» **Items from a dataset**:

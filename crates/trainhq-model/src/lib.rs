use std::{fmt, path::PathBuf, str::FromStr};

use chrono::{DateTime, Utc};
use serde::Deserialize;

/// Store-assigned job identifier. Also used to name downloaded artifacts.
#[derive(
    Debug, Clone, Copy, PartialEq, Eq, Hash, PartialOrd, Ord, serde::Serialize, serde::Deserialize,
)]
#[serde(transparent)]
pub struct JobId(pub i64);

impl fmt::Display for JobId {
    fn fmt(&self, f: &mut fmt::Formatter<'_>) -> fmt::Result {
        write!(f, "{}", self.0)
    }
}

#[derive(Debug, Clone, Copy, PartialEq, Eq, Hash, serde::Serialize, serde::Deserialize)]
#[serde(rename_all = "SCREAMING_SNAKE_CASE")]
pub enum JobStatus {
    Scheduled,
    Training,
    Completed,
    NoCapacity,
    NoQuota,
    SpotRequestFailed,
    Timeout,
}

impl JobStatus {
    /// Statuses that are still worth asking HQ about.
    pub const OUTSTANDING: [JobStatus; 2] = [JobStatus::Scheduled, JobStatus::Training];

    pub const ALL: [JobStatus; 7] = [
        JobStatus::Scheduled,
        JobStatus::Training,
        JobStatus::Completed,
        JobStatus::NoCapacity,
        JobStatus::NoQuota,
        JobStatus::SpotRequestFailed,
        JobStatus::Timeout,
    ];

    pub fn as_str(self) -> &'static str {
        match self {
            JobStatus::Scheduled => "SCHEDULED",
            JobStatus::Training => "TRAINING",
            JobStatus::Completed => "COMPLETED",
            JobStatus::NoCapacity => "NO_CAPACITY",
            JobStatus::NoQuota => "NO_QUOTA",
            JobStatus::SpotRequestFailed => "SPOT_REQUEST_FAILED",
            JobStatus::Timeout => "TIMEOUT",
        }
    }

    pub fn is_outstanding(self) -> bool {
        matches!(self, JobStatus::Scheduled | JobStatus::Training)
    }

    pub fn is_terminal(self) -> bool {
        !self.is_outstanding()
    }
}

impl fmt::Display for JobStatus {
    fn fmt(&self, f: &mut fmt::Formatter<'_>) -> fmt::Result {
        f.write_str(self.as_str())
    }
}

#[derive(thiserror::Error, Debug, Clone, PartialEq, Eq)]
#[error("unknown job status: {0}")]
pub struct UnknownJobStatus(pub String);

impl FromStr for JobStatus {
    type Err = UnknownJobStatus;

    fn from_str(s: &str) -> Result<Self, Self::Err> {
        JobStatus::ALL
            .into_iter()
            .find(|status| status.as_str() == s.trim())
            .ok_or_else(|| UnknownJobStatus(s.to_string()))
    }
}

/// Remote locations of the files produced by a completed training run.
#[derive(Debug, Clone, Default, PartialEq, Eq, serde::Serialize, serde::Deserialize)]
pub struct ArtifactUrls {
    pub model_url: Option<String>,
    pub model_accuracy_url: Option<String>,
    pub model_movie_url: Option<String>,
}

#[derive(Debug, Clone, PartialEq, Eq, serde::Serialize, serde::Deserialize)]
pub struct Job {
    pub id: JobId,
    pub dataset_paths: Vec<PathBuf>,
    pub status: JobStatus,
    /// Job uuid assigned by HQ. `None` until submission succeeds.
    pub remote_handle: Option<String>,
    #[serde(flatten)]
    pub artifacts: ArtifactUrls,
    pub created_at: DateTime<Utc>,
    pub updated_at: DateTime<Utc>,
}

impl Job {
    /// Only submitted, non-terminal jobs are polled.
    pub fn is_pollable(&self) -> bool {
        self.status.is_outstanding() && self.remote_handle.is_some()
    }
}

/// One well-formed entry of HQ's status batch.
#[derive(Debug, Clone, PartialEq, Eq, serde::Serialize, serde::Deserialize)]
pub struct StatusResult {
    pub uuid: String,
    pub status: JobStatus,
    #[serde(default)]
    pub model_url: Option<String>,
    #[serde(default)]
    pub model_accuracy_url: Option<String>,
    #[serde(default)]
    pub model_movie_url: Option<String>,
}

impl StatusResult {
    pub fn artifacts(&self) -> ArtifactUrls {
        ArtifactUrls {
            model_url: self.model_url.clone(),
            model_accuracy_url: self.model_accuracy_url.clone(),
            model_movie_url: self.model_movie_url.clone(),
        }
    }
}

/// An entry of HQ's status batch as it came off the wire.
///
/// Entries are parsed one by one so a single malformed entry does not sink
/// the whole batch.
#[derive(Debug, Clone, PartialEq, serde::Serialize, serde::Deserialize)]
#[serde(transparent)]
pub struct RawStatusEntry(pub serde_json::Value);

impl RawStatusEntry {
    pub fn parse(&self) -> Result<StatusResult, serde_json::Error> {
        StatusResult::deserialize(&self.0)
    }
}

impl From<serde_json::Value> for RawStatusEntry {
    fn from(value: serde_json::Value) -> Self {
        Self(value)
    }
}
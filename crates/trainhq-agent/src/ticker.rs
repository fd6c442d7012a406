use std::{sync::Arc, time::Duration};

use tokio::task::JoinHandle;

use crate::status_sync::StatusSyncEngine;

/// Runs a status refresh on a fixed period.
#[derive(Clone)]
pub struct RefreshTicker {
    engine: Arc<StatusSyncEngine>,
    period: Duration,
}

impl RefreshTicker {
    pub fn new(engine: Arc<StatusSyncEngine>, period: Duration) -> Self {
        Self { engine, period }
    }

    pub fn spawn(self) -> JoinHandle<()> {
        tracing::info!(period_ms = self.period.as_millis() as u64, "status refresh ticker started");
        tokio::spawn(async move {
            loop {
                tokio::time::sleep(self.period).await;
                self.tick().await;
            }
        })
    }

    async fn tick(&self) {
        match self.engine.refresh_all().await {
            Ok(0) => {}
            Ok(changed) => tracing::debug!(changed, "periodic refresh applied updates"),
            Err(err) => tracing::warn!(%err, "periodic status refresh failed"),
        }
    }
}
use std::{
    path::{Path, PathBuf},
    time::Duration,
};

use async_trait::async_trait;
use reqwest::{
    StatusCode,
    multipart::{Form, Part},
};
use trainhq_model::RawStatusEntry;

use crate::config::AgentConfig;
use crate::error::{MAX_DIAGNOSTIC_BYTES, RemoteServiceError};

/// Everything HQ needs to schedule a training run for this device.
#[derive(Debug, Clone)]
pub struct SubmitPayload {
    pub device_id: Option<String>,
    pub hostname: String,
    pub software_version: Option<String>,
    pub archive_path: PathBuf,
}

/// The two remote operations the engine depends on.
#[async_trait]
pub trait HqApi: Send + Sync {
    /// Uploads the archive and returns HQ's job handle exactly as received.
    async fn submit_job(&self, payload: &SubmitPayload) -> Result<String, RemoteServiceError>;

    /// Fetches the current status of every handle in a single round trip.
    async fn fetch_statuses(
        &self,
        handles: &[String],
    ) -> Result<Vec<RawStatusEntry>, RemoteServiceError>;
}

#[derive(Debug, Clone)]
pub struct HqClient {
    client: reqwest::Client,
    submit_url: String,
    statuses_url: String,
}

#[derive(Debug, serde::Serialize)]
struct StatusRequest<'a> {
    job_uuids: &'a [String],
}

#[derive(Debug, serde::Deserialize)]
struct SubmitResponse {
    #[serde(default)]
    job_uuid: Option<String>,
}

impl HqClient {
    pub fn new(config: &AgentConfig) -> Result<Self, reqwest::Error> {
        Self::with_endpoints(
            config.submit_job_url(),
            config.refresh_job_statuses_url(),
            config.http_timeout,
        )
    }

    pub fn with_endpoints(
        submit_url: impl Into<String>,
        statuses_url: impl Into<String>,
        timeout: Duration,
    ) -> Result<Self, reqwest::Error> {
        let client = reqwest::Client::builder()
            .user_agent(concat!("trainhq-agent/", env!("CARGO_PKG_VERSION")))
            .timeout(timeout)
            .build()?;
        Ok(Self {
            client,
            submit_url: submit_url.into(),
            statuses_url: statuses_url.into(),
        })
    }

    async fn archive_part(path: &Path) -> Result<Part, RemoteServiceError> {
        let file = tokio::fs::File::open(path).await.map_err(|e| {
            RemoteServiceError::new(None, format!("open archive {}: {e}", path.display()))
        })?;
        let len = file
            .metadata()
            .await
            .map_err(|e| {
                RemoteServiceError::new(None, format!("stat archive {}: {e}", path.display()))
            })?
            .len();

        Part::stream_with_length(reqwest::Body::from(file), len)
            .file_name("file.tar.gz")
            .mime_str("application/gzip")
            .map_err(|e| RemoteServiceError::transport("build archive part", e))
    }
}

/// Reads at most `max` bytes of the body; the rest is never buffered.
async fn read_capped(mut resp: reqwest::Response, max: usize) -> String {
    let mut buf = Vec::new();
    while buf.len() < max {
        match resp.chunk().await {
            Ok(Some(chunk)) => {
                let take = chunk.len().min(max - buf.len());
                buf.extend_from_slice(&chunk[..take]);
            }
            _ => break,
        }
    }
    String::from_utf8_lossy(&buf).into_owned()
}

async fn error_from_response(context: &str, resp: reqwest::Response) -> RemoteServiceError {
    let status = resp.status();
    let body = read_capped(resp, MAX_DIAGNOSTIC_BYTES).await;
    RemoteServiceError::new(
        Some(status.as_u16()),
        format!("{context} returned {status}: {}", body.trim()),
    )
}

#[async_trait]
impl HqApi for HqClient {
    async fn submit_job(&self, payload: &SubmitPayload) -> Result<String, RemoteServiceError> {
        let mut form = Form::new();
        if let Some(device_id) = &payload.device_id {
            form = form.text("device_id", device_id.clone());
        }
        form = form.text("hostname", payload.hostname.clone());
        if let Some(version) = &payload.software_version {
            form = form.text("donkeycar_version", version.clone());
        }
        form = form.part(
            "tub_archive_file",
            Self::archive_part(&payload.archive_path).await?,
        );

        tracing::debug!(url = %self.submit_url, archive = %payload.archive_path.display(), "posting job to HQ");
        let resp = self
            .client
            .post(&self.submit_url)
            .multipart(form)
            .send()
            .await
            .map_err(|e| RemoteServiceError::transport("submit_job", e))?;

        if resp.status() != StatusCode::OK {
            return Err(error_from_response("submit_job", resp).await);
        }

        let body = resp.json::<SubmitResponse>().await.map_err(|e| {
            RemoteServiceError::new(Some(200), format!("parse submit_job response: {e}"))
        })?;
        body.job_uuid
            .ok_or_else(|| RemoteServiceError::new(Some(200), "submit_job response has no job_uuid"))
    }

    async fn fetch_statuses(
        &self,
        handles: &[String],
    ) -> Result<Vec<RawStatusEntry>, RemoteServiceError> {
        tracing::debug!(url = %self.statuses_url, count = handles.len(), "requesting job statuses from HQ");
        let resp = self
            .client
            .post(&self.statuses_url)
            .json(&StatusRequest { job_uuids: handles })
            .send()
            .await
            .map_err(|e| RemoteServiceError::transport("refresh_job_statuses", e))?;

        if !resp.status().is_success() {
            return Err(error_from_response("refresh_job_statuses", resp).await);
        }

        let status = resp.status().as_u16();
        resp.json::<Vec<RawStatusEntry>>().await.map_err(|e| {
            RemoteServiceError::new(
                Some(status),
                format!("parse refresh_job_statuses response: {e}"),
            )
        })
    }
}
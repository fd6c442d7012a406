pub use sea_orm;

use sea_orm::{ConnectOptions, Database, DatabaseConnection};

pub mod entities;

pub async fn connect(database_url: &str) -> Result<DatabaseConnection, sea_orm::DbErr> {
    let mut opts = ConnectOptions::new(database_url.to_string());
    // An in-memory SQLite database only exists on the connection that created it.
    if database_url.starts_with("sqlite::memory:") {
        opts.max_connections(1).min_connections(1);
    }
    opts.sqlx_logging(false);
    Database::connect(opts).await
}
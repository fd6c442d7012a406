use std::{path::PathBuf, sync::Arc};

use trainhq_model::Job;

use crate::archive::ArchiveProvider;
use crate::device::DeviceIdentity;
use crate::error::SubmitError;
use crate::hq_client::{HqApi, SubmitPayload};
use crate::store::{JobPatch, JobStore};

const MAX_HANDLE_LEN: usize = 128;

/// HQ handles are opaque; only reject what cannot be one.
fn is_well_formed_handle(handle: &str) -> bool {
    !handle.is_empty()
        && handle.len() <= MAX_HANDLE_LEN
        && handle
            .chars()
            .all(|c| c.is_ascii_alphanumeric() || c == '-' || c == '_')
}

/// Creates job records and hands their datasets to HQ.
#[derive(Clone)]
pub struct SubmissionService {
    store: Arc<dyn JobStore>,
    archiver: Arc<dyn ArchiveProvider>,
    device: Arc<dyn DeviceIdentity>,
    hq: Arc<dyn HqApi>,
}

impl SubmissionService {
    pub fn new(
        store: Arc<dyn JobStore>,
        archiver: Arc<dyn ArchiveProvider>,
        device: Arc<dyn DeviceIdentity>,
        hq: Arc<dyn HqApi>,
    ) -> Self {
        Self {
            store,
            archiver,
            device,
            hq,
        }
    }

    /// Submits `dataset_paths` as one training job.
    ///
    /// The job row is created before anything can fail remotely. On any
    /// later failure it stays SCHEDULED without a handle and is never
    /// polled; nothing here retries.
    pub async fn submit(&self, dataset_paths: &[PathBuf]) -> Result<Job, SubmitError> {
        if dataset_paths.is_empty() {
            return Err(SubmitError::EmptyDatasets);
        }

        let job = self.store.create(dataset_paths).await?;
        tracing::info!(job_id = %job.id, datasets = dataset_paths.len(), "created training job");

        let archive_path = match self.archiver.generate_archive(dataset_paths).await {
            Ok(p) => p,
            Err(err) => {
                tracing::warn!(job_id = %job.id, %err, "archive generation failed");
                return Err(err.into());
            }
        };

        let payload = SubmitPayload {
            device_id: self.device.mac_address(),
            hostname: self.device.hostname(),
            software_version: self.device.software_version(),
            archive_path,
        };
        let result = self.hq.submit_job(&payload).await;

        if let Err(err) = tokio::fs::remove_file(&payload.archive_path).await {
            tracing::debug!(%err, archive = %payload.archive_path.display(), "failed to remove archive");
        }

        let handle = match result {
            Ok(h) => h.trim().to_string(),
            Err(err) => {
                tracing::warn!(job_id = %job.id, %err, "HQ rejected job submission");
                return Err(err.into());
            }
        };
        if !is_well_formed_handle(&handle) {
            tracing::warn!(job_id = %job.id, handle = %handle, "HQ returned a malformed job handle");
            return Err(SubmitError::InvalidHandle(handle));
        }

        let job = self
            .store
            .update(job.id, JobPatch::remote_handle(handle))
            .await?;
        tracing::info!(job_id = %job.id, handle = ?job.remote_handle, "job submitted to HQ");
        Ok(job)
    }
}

» **Description of the task**:
Show every line of the data in which the word "returned" appears.

» **Result for this task**:
        format!("{context} returned {status}: {}", body.trim()),
            tracing::warn!(job_id = %job.id, handle = %handle, "HQ returned a malformed job handle");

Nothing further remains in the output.